**Dataset extract:**
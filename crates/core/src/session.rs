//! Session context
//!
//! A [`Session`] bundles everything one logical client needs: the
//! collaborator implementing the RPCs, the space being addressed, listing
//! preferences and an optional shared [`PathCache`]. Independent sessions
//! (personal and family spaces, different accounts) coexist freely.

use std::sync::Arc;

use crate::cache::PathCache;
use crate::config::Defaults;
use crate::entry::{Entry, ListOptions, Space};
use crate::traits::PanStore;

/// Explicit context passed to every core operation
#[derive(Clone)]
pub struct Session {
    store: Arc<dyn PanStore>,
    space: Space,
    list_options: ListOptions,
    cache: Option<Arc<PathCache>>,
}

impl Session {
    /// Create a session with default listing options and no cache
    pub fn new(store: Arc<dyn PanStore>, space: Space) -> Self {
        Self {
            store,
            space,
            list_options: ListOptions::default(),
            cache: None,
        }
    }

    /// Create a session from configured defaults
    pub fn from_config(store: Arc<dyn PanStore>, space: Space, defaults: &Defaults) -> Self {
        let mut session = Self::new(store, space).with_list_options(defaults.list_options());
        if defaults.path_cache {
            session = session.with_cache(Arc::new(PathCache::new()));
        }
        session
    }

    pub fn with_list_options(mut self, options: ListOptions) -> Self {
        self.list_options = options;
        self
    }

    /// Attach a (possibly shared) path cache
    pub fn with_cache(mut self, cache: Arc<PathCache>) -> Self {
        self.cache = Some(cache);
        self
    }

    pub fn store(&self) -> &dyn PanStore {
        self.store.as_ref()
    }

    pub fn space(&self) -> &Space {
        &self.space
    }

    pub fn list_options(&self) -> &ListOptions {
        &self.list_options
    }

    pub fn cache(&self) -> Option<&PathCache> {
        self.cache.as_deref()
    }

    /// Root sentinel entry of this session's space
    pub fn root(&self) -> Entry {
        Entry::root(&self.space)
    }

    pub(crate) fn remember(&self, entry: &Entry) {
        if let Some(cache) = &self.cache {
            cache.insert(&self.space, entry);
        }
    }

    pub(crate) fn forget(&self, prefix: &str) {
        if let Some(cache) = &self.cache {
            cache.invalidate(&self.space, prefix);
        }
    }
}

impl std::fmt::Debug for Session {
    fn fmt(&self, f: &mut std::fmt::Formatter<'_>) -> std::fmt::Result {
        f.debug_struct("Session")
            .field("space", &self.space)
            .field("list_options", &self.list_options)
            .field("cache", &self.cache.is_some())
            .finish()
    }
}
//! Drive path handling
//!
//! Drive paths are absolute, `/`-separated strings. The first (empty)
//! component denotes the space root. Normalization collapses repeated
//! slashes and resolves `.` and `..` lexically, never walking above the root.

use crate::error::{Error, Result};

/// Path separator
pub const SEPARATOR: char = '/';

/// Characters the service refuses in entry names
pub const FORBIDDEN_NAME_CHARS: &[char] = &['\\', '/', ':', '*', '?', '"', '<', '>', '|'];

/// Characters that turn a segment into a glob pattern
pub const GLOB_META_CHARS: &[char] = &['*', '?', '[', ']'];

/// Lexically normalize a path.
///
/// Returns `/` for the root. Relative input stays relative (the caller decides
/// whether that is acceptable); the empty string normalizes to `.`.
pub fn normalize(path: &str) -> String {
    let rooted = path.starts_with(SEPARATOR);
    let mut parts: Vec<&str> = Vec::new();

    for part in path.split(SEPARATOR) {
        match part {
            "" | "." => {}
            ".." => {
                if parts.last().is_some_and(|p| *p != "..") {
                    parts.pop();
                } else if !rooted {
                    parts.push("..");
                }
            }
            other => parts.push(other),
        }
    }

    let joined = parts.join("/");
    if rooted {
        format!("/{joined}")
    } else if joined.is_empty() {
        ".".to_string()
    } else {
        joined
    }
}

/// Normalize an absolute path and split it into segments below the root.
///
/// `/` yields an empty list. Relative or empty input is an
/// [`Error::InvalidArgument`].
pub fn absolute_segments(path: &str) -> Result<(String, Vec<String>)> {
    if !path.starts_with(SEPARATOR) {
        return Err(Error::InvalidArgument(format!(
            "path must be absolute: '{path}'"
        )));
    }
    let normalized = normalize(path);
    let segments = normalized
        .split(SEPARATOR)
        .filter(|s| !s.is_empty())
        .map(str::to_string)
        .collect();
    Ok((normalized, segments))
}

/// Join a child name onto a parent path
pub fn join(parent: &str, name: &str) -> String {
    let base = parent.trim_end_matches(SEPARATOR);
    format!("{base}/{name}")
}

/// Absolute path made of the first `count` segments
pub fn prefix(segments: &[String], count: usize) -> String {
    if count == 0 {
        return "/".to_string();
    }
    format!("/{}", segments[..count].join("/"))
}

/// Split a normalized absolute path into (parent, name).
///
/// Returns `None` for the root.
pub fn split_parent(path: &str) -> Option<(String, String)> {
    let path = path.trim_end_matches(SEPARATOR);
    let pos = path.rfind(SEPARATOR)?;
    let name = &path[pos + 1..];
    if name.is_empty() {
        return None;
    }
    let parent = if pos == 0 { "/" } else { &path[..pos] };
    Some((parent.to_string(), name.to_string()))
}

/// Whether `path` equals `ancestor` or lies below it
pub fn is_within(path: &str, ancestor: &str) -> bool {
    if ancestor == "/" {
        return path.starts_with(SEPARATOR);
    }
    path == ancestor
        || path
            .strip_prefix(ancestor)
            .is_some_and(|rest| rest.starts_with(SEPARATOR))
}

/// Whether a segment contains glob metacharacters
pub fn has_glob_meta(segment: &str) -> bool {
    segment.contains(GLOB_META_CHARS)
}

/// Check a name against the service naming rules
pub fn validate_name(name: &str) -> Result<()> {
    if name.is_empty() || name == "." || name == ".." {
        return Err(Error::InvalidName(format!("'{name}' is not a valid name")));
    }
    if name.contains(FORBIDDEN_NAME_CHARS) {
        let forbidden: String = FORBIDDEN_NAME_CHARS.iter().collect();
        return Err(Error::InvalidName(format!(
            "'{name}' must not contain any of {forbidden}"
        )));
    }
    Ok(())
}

---

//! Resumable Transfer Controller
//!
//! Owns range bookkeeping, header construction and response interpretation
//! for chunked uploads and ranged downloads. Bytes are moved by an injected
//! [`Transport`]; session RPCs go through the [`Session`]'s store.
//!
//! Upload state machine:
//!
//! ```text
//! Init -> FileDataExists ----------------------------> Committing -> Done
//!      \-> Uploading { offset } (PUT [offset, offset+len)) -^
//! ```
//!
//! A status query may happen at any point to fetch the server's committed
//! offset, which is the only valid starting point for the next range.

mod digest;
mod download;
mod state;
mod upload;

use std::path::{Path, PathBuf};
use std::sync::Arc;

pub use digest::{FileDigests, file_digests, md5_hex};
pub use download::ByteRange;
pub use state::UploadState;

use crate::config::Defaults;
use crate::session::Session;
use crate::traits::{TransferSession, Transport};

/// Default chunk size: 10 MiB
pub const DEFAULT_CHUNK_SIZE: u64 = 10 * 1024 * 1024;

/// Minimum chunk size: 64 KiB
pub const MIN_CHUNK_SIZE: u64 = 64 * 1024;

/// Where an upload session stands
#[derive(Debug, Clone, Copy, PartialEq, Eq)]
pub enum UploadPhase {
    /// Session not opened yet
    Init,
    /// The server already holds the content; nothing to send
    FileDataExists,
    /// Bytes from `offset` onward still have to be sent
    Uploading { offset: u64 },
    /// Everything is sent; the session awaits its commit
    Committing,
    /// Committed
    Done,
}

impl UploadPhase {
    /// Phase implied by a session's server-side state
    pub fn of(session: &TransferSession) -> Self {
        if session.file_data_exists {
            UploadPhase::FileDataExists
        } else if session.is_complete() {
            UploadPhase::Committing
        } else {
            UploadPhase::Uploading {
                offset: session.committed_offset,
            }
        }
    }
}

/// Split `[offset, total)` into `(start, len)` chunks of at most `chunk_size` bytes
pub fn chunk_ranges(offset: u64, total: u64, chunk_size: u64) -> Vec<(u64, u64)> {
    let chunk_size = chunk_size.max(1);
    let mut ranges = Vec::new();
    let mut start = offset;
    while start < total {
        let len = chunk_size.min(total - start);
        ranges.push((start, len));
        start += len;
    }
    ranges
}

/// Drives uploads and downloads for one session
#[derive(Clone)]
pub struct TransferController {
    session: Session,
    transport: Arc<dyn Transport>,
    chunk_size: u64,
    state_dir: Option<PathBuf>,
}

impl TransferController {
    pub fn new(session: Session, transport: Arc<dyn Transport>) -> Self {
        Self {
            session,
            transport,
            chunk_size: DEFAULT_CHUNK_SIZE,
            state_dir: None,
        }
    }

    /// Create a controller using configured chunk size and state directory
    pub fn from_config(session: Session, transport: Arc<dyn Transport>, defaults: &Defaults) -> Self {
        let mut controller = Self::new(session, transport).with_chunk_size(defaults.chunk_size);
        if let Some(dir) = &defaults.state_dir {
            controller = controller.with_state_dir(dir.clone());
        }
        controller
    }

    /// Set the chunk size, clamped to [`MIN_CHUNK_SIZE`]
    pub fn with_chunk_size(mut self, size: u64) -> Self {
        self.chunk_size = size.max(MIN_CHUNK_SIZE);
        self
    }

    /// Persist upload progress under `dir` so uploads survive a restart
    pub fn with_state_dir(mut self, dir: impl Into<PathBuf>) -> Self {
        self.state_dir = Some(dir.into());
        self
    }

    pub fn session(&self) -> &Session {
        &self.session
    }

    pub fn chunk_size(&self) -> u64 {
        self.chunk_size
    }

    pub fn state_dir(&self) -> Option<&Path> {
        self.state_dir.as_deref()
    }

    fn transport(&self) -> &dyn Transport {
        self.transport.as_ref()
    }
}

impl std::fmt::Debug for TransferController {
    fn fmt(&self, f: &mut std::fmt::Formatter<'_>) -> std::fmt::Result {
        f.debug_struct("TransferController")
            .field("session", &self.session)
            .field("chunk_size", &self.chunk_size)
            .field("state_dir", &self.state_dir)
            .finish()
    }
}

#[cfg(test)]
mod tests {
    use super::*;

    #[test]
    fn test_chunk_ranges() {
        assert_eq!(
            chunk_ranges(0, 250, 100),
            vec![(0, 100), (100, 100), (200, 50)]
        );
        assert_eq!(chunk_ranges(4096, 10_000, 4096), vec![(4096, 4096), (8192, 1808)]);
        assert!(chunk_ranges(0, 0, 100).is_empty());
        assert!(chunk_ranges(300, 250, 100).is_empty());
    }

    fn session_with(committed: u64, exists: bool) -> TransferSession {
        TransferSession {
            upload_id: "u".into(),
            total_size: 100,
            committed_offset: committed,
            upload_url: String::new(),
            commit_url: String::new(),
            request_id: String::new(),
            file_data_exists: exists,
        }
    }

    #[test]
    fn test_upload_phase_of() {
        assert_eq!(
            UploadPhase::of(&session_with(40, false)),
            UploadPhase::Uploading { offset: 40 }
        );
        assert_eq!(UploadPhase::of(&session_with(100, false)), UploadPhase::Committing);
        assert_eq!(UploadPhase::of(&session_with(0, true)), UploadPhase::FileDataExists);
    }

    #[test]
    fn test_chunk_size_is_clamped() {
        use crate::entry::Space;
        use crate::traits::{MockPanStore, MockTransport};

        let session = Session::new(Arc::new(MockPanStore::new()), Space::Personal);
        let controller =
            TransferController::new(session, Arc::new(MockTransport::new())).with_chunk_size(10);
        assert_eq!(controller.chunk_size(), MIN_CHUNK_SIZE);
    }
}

**Action item:**
Every line above from the line with "filename crates/core/src/session.rs" to the line with "from configured defaults" is wanted, ends included; write them out exactly and add no other line.

**Solution to the exercise:**
filename crates/core/src/session.rs
//! Session context
//!
//! A [`Session`] bundles everything one logical client needs: the
//! collaborator implementing the RPCs, the space being addressed, listing
//! preferences and an optional shared [`PathCache`]. Independent sessions
//! (personal and family spaces, different accounts) coexist freely.

use std::sync::Arc;

use crate::cache::PathCache;
use crate::config::Defaults;
use crate::entry::{Entry, ListOptions, Space};
use crate::traits::PanStore;

/// Explicit context passed to every core operation
#[derive(Clone)]
pub struct Session {
    store: Arc<dyn PanStore>,
    space: Space,
    list_options: ListOptions,
    cache: Option<Arc<PathCache>>,
}

impl Session {
    /// Create a session with default listing options and no cache
    pub fn new(store: Arc<dyn PanStore>, space: Space) -> Self {
        Self {
            store,
            space,
            list_options: ListOptions::default(),
            cache: None,
        }
    }

    /// Create a session from configured defaults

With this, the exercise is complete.